U have to have "IT" going on inside your head before you venture outside.

IF YOU WANT TO CONCIEVE YOU GOT TO BELIEVE............

First step would be to SUSPEND YOUR DISBELIEF...........stop worrying about all the stuff you are going to say, could go wrong, rejections, how u feel, who's watching, etc

50 IS A BIG NUMBER................baby has to crawl before she walks.

JAPANESE have a word KAIZEN-incremental improvements. Start off slow, like saying Hello, then slowly progress to introductions wth he next chic, then ask a question of the next girl, have a conversation with girl #5, digit close chic 6, etc.

the bulldog approach or NIKE's JUST DO IT philosophy...........does little for building confdence and just doen't work all the time.

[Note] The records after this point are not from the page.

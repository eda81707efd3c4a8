//! Git adapter for the kata repository.
//!
//! The controller decides when to stage and commit; this wrapper only runs the
//! corresponding `git` subprocess calls in the work directory.

use std::path::{Path, PathBuf};
use std::process::{Command, Output};

use anyhow::{Context, Result, anyhow, bail};
use tracing::{debug, info, instrument};

use crate::core::types::CommitId;

/// Fallback identity used when the repository has none configured.
const DEFAULT_USER_NAME: &str = "agentic-tdd";
const DEFAULT_USER_EMAIL: &str = "agentic-tdd@localhost";

/// Staging and committing, as seen by the cycle controller.
pub trait VersionControl {
    /// Add the given work-directory-relative paths to the index.
    fn stage(&mut self, paths: &[String]) -> Result<()>;

    /// Commit everything staged and return the new commit id.
    fn commit(&mut self, message: &str) -> Result<CommitId>;
}

/// Wrapper for executing git commands in a working directory.
#[derive(Debug, Clone)]
pub struct Git {
    workdir: PathBuf,
}

impl Git {
    pub fn new(workdir: impl Into<PathBuf>) -> Self {
        Self {
            workdir: workdir.into(),
        }
    }

    pub fn workdir(&self) -> &Path {
        &self.workdir
    }

    pub fn is_repository(&self) -> bool {
        self.workdir.join(".git").exists()
    }

    /// Initialize a repository on `main` if none exists, and make sure commits
    /// have an author identity.
    #[instrument(skip_all, fields(workdir = %self.workdir.display()))]
    pub fn init(&self) -> Result<()> {
        if self.is_repository() {
            debug!("repository already initialized");
        } else {
            self.run_checked(&["init", "-b", "main"])?;
            info!("initialized git repository");
        }
        for (key, fallback) in [
            ("user.name", DEFAULT_USER_NAME),
            ("user.email", DEFAULT_USER_EMAIL),
        ] {
            if !self.run(&["config", key])?.status.success() {
                debug!(key, fallback, "setting local git identity");
                self.run_checked(&["config", key, fallback])?;
            }
        }
        Ok(())
    }

    /// Stage all changes (respects .gitignore).
    pub fn add_all(&self) -> Result<()> {
        self.run_checked(&["add", "-A"])?;
        Ok(())
    }

    /// Paths currently staged for commit.
    pub fn staged_paths(&self) -> Result<Vec<String>> {
        let out = self.run_capture(&["diff", "--cached", "--name-only"])?;
        Ok(out
            .lines()
            .map(str::trim)
            .filter(|line| !line.is_empty())
            .map(str::to_string)
            .collect())
    }

    /// True if there is anything staged for commit.
    pub fn has_staged_changes(&self) -> Result<bool> {
        Ok(!self.staged_paths()?.is_empty())
    }

    /// Return the full SHA of HEAD.
    pub fn head(&self) -> Result<CommitId> {
        let out = self.run_capture(&["rev-parse", "HEAD"])?;
        Ok(CommitId(out.trim().to_string()))
    }

    /// Commit staged changes; refuses to create an empty commit.
    #[instrument(skip_all)]
    pub fn commit_staged(&self, message: &str) -> Result<CommitId> {
        if !self.has_staged_changes()? {
            bail!("nothing staged to commit for '{message}'");
        }
        debug!("committing staged changes");
        self.run_checked(&["commit", "-q", "-m", message])?;
        let id = self.head()?;
        info!(commit = %id, message, "committed");
        Ok(id)
    }

    /// Subject lines of the commits reachable from HEAD, newest first.
    pub fn log_subjects(&self) -> Result<Vec<String>> {
        let out = self.run_capture(&["log", "--format=%s"])?;
        Ok(out.lines().map(str::to_string).collect())
    }

    fn run_capture(&self, args: &[&str]) -> Result<String> {
        let output = self.run_checked(args)?;
        Ok(String::from_utf8_lossy(&output.stdout).to_string())
    }

    fn run_checked(&self, args: &[&str]) -> Result<Output> {
        let output = self.run(args)?;
        if !output.status.success() {
            let stderr = String::from_utf8_lossy(&output.stderr);
            return Err(anyhow!("git {} failed: {}", args.join(" "), stderr.trim()));
        }
        Ok(output)
    }

    fn run(&self, args: &[&str]) -> Result<Output> {
        Command::new("git")
            .args(args)
            .current_dir(&self.workdir)
            .output()
            .with_context(|| format!("spawn git {}", args.join(" ")))
    }
}

impl VersionControl for Git {
    #[instrument(skip_all, fields(count = paths.len()))]
    fn stage(&mut self, paths: &[String]) -> Result<()> {
        if paths.is_empty() {
            return Ok(());
        }
        let mut args = vec!["add", "--"];
        args.extend(paths.iter().map(String::as_str));
        self.run_checked(&args)?;
        debug!(?paths, "staged");
        Ok(())
    }

    fn commit(&mut self, message: &str) -> Result<CommitId> {
        self.commit_staged(message)
    }
}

Inner game is the foundation, the very first level that sooooooooo many neglect to master. I see it in bars/clubs, see it at school, parties, even ONLINE.

Inner game is the mindset that ONE WILL SUCCEED, rejection WILL NOT EFFECT YOU, rolling off is acceptable, you are the prize, and with practice, some polishing, and bieng prepared for any situation that should arise.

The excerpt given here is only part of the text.